September 27th, 2023 2 Minute Read Amicus Brief by Ilya Shapiro

Amicus Brief: Buckeye Institute v. IRS

The First Amendment rights to free speech and association are foundational to American freedom. Cases from the McCarthy and Civil Rights eras made it clear that compelled disclosure of speakers’ associations must survive exacting scrutiny.

Just three years ago, in Americans for Prosperity Foundation v. Bonta, the Supreme Court applied this standard and held that California’s request for donor information violates the First Amendment because the state failed to show a compelling reason for that request. The compelled disclosure of nonprofit-donor information to the IRS, through a federal tax form known as Schedule B, similarly infringes on these rights, so the Ohio-based Buckeye Institute sued to block that disclosure and moved for summary judgment. The Manhattan Institute has now joined 70 organizations on a brief supporting that lawsuit.

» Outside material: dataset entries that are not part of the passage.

//! The per-tick snapshot model.
//!
//! A [`Frame`] holds everything needed to put the game back at one moment:
//! marble kinematics, HUD/game-state scalars, per-object mission lists,
//! and the values of every registered rewindable binding.
//!
//! The mission lists (`mp_states`, `gem_states`, …) are parallel to the
//! deterministic pre-order walk of the mission tree: entry `i` of a list
//! belongs to the `i`-th object of that kind in walk order.

use glam::DVec3;
use smallvec::SmallVec;

/// State of one moving platform.
#[derive(Clone, Copy, Debug, Default, PartialEq)]
pub struct MpState {
    /// Current position along the path, in path milliseconds.
    pub path_position: f32,
    /// Target position, or one of the loop sentinels.
    pub target_position: f32,
}

impl MpState {
    /// Target sentinel: loop forward forever.
    pub const LOOP_FORWARD: f32 = -1.0;
    /// Target sentinel: loop backward forever.
    pub const LOOP_BACKWARD: f32 = -2.0;

    /// Build a platform state.
    pub fn new(path_position: f32, target_position: f32) -> Self {
        Self {
            path_position,
            target_position,
        }
    }

    /// True if the target is a loop sentinel, making the path position
    /// periodic in the path's total time.
    pub fn is_looping(&self) -> bool {
        self.target_position == Self::LOOP_FORWARD || self.target_position == Self::LOOP_BACKWARD
    }
}

/// Pending teleport (MBP only).
#[derive(Clone, Debug, Default, PartialEq)]
pub struct TeleportState {
    /// Milliseconds until the teleport fires; zero or less means none.
    pub delay: i32,
    /// Name of the destination object.
    pub destination: String,
    /// Incremented each time a teleport completes.
    pub counter: i32,
}

/// Last reached checkpoint (MBP only). Never persisted to replay files.
#[derive(Clone, Debug, Default, PartialEq)]
pub struct CheckpointState {
    /// Checkpoint object name.
    pub object: String,
    /// Gem count at the checkpoint.
    pub gem_count: i32,
    /// Encoded gem visibility at the checkpoint.
    pub gem_states: String,
    /// Powerup held at the checkpoint.
    pub powerup: i32,
    /// Gravity direction at the checkpoint.
    pub gravity: String,
    /// Incremented on each respawn.
    pub respawn_counter: i32,
    /// Respawn offset vector as text.
    pub respawn_offset: String,
}

/// One captured value of a rewindable binding, tagged with its namespace.
#[derive(Clone, Debug, Default, PartialEq)]
pub struct RewindableState<T> {
    /// Namespace of the binding that produced the value.
    pub namespace: String,
    /// The captured value.
    pub value: T,
}

impl<T> RewindableState<T> {
    /// Build a tagged state.
    pub fn new(namespace: impl Into<String>, value: T) -> Self {
        Self {
            namespace: namespace.into(),
            value,
        }
    }
}

/// Four typed lists of binding states, one per storage kind.
#[derive(Clone, Debug, Default, PartialEq)]
pub struct BindingStates {
    /// Integer bindings.
    pub ints: Vec<RewindableState<i32>>,
    /// Float bindings.
    pub floats: Vec<RewindableState<f32>>,
    /// Boolean bindings.
    pub bools: Vec<RewindableState<bool>>,
    /// String bindings.
    pub strings: Vec<RewindableState<String>>,
}

impl BindingStates {
    /// Total number of states across all four lists.
    pub fn len(&self) -> usize {
        self.ints.len() + self.floats.len() + self.bools.len() + self.strings.len()
    }

    /// True if all four lists are empty.
    pub fn is_empty(&self) -> bool {
        self.len() == 0
    }
}

/// Countdown timers of the active super-bounce, shock-absorber, and
/// gyrocopter powerups.
pub type PowerupTimers = SmallVec<[i32; 3]>;

/// One snapshot of reconstructable game state.
#[derive(Clone, Debug, Default, PartialEq)]
pub struct Frame {
    /// Running total of `delta_ms`, assigned when a replay is loaded.
    /// Authoritative ordering key for playback.
    pub elapsed_time: i32,
    /// In-session clock; may stall while a time bonus is active.
    pub ms: i32,
    /// Milliseconds covered by this frame.
    pub delta_ms: i32,
    /// Marble position.
    pub position: DVec3,
    /// Marble linear velocity.
    pub velocity: DVec3,
    /// Marble angular velocity.
    pub spin: DVec3,
    /// Held powerup id.
    pub powerup: i32,
    /// Remaining time-bonus milliseconds.
    pub timebonus: i32,
    /// Moving platforms.
    pub mp_states: Vec<MpState>,
    /// Gems collected so far.
    pub gemcount: i32,
    /// Gem hidden flags.
    pub gem_states: Vec<i32>,
    /// Time-travel pickup hidden flags.
    pub tt_states: Vec<i32>,
    /// Powerup respawn timers.
    pub powerup_states: Vec<i32>,
    /// Game state-machine phase ("Start", "Ready", "Set", "Go", "Play", …).
    pub gamestate: String,
    /// Explosive (land mine) reset timers.
    pub lm_states: Vec<i32>,
    /// Milliseconds until the next game phase.
    pub nextstatetime: i32,
    /// Active powerup countdowns.
    pub active_powerup_states: PowerupTimers,
    /// Gravity direction as text.
    pub gravity_dir: String,
    /// Trapdoor animation directions.
    pub trapdoor_dirs: Vec<i32>,
    /// Trapdoor open timers.
    pub trapdoor_open: Vec<i32>,
    /// Trapdoor close timers.
    pub trapdoor_close: Vec<i32>,
    /// Trapdoor animation positions.
    pub trapdoor_pos: Vec<f32>,
    /// Pending teleport (MBP).
    pub teleport: TeleportState,
    /// Checkpoint (MBP, not persisted).
    pub checkpoint: CheckpointState,
    /// Easter egg hidden flag (MBP).
    pub egg_state: bool,
    /// Values of variable bindings, in registry order.
    pub variable_states: BindingStates,
    /// Values of scene-object bindings, in mission walk order.
    pub object_states: BindingStates,
}

impl Frame {
    /// A frame with only its clocks set.
    pub fn with_clock(ms: i32, delta_ms: i32) -> Self {
        Self {
            ms,
            delta_ms,
            ..Self::default()
        }
    }
}

#[cfg(test)]
mod tests {
    use super::*;

    #[test]
    fn loop_sentinels() {
        assert!(MpState::new(0.0, MpState::LOOP_FORWARD).is_looping());
        assert!(MpState::new(0.0, MpState::LOOP_BACKWARD).is_looping());
        assert!(!MpState::new(0.0, 500.0).is_looping());
        assert!(!MpState::new(0.0, -3.0).is_looping());
    }

    #[test]
    fn binding_states_len() {
        let mut s = BindingStates::default();
        assert!(s.is_empty());
        s.ints.push(RewindableState::new("a", 1));
        s.bools.push(RewindableState::new("b", true));
        assert_eq!(s.len(), 2);
    }

    #[test]
    fn with_clock_sets_only_clocks() {
        let f = Frame::with_clock(120, 16);
        assert_eq!(f.ms, 120);
        assert_eq!(f.delta_ms, 16);
        assert_eq!(f.elapsed_time, 0);
        assert!(f.mp_states.is_empty());
    }
}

Despite its protestations, the IRS fails to demonstrate any need for the compelled up-front disclosure of Schedule B’s donor information to further its interest in revenue collection. Because the compelled disclosure is both under- and overinclusive in furthering any such interest, and cannot be justified based on administrative convenience, it fails exacting scrutiny. And just as California failed to ensure the confidentiality of donor information, the IRS’s history of mishandling confidential taxpayer information threatens to chill the speech and association rights of 501(c)(3) organizations and their donors.